> _EXERCISE INSTRUCTIONS_
Please restate word for word the line holding "for section in" and every following line through the end of the entries.

Segment Open

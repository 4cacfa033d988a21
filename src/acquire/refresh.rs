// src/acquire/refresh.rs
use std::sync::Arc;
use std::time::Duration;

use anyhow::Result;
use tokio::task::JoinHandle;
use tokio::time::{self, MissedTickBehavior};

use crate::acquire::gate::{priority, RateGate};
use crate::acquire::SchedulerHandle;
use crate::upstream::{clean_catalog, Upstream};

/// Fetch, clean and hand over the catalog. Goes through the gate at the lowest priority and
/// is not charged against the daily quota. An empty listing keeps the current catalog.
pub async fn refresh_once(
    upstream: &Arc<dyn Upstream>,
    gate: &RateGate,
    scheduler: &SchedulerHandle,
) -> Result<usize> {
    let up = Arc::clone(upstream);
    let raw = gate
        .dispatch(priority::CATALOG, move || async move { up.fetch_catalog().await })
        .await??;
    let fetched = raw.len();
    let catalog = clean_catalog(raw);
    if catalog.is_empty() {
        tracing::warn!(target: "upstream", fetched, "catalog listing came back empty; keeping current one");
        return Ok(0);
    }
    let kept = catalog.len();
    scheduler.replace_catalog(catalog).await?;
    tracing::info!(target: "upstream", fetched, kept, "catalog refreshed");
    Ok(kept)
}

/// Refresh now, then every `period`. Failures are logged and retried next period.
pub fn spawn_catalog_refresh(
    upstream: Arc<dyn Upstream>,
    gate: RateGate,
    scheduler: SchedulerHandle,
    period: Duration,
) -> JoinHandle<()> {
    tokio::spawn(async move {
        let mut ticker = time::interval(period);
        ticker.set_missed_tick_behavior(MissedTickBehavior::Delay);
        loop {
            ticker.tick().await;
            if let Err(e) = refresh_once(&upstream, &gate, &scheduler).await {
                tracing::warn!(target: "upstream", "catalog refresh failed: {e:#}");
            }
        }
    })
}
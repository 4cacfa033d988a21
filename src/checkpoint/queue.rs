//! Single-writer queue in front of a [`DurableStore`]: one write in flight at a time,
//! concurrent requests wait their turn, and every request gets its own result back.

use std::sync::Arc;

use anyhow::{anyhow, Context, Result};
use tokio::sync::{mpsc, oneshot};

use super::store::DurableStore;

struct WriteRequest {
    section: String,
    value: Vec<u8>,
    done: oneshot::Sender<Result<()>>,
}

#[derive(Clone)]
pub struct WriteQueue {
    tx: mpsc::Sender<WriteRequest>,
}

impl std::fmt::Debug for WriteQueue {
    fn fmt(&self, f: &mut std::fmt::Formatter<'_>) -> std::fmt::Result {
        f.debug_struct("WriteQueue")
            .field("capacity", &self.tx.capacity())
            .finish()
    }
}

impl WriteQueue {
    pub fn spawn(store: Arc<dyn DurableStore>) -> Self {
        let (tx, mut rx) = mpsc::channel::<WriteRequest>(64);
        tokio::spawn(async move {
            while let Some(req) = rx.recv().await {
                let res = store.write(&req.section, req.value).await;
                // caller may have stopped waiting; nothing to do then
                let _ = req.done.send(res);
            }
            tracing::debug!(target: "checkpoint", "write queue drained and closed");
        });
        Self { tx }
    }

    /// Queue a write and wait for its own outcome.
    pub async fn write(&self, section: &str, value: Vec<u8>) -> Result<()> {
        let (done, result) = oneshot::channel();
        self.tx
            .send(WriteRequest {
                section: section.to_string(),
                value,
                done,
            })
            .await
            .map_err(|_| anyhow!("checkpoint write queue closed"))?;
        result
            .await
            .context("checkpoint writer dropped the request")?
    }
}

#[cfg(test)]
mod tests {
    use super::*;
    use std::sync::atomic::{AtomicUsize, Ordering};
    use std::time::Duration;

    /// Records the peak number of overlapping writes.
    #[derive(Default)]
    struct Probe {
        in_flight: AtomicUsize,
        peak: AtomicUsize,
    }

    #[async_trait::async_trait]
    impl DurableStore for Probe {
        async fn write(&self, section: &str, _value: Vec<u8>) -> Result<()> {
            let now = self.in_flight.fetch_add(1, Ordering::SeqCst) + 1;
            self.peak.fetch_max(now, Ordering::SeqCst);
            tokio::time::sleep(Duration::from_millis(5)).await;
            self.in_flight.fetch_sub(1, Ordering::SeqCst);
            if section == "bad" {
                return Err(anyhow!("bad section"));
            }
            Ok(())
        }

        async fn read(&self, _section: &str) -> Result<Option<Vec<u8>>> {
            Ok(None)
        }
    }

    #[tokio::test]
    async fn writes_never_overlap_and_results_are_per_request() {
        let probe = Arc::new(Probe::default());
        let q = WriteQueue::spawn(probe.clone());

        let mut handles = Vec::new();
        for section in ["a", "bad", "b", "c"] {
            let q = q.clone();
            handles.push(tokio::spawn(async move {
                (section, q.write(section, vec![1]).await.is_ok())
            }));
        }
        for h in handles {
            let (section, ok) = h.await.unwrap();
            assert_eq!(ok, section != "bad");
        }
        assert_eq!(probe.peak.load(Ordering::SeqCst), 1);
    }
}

Segment Closed

> _REPLY_
        for section in ["a", "bad", "b", "c"] {
            let q = q.clone();
            handles.push(tokio::spawn(async move {
                (section, q.write(section, vec![1]).await.is_ok())
            }));
        }
        for h in handles {
            let (section, ok) = h.await.unwrap();
            assert_eq!(ok, section != "bad");
        }
        assert_eq!(probe.peak.load(Ordering::SeqCst), 1);
    }
}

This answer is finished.